Actual or potential 2018 Democratic candidates for Florida governor. Top row, from left: Andrew Gillum, Chris King, Gwen Graham. Bottom row: Philip Levine, John Morgan, Jeff Greene.

Tampa Mayor Bob Buckhorn announced this morning he’s not running for governor in 2018 — removing one Democratic name that had drawn much speculation over the past year.

 

Tampa Mayor Bob Buckhorn

“For me, finishing Tampa’s next chapter is more important than starting mine. Absent extenuating circumstances, I intend to finish the job I was hired to do and prepare Tampa for the great things that are about to occur,” Buckhorn said in a Facebook post.

 

“I am confident that there will be a number of good candidates on the Democratic side that can speak to the hopes and aspirations of our fellow Floridians,” Buckhorn added.

 

It could still be a crowded race for the Democratic nomination next year to succeed Republican Gov. Rick Scott, who faces term limits.

 

(The GOP field appears to be smaller. Agriculture Commissioner Adam Putnam is expected to run; House Speaker Richard Corcoran, R-Land-O’-Lakes, is also getting a lot of mention. Keep in mind, however, that Scott didn’t launch his 2010 candidacy until April of that year.)

 

Here’s a look at other Democrats who have opened campaigns or are being mentioned as potential 2018 candidates:

 

• Tallahassee Mayor Andrew Gillum announced his candidacy last week.
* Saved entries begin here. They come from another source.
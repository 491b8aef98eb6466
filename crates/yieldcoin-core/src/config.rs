//! Configuration types for the YieldCoin client

use std::collections::HashMap;
use std::path::Path;

use serde::{Deserialize, Serialize};

use crate::errors::{Error, Result};

/// Application configuration
#[derive(Debug, Clone, Serialize, Deserialize)]
pub struct AppConfig {
    /// API server port
    #[serde(default = "default_api_port")]
    pub api_port: u16,

    /// Per-chain RPC URL overrides (chain id -> URL); registry defaults
    /// are used for chains not listed here
    #[serde(default)]
    pub rpc_overrides: HashMap<u64, String>,

    /// External wallet agent endpoint; absent = disconnected
    #[serde(default)]
    pub wallet_agent_url: Option<String>,

    /// Cross-chain message status endpoint base URL
    #[serde(default = "default_status_endpoint")]
    pub status_endpoint: String,

    /// Yield-data aggregation API endpoint
    #[serde(default = "default_yields_endpoint")]
    pub yields_endpoint: String,

    /// Event signature matched when extracting a message id from a
    /// USDC-bridge receipt
    #[serde(default = "default_message_sent_signature")]
    pub message_sent_signature: String,

    /// Upper bound on waiting for one transaction confirmation
    #[serde(default = "default_confirmation_timeout_secs")]
    pub confirmation_timeout_secs: u64,

    /// Receipt poll interval while waiting for confirmation
    #[serde(default = "default_receipt_poll_interval_secs")]
    pub receipt_poll_interval_secs: u64,

    /// Per-request RPC timeout
    #[serde(default = "default_rpc_timeout_secs")]
    pub rpc_timeout_secs: u64,
}

fn default_api_port() -> u16 {
    18545
}

fn default_status_endpoint() -> String {
    "https://ccip.chain.link/api/h/atlas".to_string()
}

fn default_yields_endpoint() -> String {
    "https://yields.llama.fi/pools".to_string()
}

fn default_message_sent_signature() -> String {
    "MessageSent(bytes32,uint64,address,uint256,uint256)".to_string()
}

fn default_confirmation_timeout_secs() -> u64 {
    180
}

fn default_receipt_poll_interval_secs() -> u64 {
    3
}

fn default_rpc_timeout_secs() -> u64 {
    15
}

impl Default for AppConfig {
    fn default() -> Self {
        Self {
            api_port: default_api_port(),
            rpc_overrides: HashMap::new(),
            wallet_agent_url: None,
            status_endpoint: default_status_endpoint(),
            yields_endpoint: default_yields_endpoint(),
            message_sent_signature: default_message_sent_signature(),
            confirmation_timeout_secs: default_confirmation_timeout_secs(),
            receipt_poll_interval_secs: default_receipt_poll_interval_secs(),
            rpc_timeout_secs: default_rpc_timeout_secs(),
        }
    }
}

impl AppConfig {
    /// Load from a JSON file; missing fields take their defaults
    pub fn load(path: &Path) -> Result<Self> {
        let raw = std::fs::read_to_string(path)
            .map_err(|e| Error::Config(format!("cannot read {}: {e}", path.display())))?;
        serde_json::from_str(&raw)
            .map_err(|e| Error::Config(format!("invalid config {}: {e}", path.display())))
    }

    /// Effective RPC URL for a chain: override if present, else the
    /// registry default
    pub fn rpc_url(&self, chain: &crate::chains::Chain) -> String {
        self.rpc_overrides
            .get(&chain.id.as_u64())
            .cloned()
            .unwrap_or_else(|| chain.rpc_url.to_string())
    }
}

#[cfg(test)]
mod tests {
    use super::*;
    use crate::chains;

    #[test]
    fn test_default_config() {
        let config = AppConfig::default();
        assert_eq!(config.api_port, 18545);
        assert_eq!(config.confirmation_timeout_secs, 180);
        assert!(config.wallet_agent_url.is_none());
    }

    #[test]
    fn test_partial_json_fills_defaults() {
        let config: AppConfig =
            serde_json::from_str(r#"{"api_port": 9000, "rpc_overrides": {"43113": "http://localhost:8545"}}"#)
                .unwrap();
        assert_eq!(config.api_port, 9000);
        assert_eq!(config.confirmation_timeout_secs, 180);

        let fuji = chains::resolve_chain(chains::AVALANCHE_FUJI).unwrap();
        assert_eq!(config.rpc_url(fuji), "http://localhost:8545");
        let base = chains::resolve_chain(chains::BASE_SEPOLIA).unwrap();
        assert_eq!(config.rpc_url(base), "https://sepolia.base.org");
    }
}
//! yieldcoin-core: shared types, errors, configuration, and the chain registry
//!
//! Everything here is pure data and pure functions: no I/O, no async.
//! The registry is the single source of truth for supported chains and
//! deployed contract addresses; absence of an address means the operation
//! is unsupported on that chain, never a silent default.

pub mod chains;
pub mod config;
pub mod errors;
pub mod types;
pub mod units;

pub use chains::{Chain, ContractRole};
pub use config::AppConfig;
pub use errors::{Error, ErrorClass, ProtocolError, Result, RpcError, WalletError};
pub use types::{ChainId, MessageId, TxHash};

// Re-exported so downstream crates agree on one set of EVM primitives.
pub use alloy_primitives::{Address, B256, U256};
Gillum, 37, was elected to the Tallahassee city council in 2003, won the mayor’s job in 2013 and spoke at the 2016 Democratic National Convention in Philadelphia. He’s the only African-American in the race.

 

• Central Florida businessman Chris King also opened a campaign last week. He is president and CEO of Elevation Financial Group LLC, which specializes in real estate development, property management and renovation.

 

• Former U.S. Rep. Gwen Graham has made no secret of her interest in the job, which her father, Bob Graham, held from 1979-87. Gwen Graham has appeal as a Democrat who can win votes beyond the party’s liberal base; she unseated a Republican incumbent in a Republican-leaning North Florida congressional district in the very Republican year of 2014. But a court-ordered redistricting effectively drew her out of the seat in 2016, so she opted not to seek re-election.

 

• Miami Beach Mayor Philip Levine is actively exploring a run. He announced in January that he won’t seek re-election in Miami Beach this year and will be “exploring ways of how best to serve both my community and my state.”  An entrepreneur who started businesses in the cruise and media industries, he first ran for office in 2013 and frames his mayoral record as one of advancing progressive issues but also “getting things done.”

 

• Trial lawyer John Morgan has said he’s considering the race. A major Democratic donor whose Morgan & Morgan law firm advertises heavily around the state, Morgan was a key backer of the medical marijuana amendment approved by Florida voters in November. His ability to self-finance means he doesn’t face the time pressures other candidates are under to make a decision.

 

• Billionaire Palm Beach developer Jeff Greene has also been mentioned and recently told the Tampa Bay Times he’s not ruling out a run for governor. Greene couldn’t be reached this morning. He spent more than $23 million of his own money on a 2010 Senate bid, losing in the Democratic primary to former U.S. Rep. Kendrick Meek.